Collected data:

◇ ◇ ◇

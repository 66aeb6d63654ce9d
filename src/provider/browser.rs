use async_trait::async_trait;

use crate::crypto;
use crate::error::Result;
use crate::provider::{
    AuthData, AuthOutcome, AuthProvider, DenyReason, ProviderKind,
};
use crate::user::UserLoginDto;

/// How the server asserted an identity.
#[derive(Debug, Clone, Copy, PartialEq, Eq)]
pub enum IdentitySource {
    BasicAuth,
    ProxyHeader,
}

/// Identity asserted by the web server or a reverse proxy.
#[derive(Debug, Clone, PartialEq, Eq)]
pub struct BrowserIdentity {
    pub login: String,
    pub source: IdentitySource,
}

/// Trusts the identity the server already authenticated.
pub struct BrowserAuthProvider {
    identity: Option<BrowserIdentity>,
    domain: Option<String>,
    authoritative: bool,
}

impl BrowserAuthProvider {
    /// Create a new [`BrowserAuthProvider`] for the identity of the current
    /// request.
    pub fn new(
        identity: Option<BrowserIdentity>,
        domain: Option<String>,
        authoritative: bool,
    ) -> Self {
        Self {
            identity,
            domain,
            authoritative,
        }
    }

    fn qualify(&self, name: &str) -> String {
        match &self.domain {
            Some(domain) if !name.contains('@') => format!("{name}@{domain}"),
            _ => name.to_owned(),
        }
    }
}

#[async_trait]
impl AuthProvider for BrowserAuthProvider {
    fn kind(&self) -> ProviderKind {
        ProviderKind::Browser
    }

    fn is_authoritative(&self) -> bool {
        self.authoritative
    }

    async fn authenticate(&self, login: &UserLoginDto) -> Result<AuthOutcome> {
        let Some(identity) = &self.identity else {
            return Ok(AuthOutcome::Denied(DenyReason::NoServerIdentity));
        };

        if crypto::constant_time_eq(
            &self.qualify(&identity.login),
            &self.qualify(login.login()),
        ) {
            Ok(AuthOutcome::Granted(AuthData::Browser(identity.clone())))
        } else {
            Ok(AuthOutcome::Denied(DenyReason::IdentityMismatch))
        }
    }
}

◇ ◇ ◇

Try it:
Where a line in the records above contains the word "derive", copy that line.

Solution to this task:
#[derive(Debug, Clone, Copy, PartialEq, Eq)]
#[derive(Debug, Clone, PartialEq, Eq)]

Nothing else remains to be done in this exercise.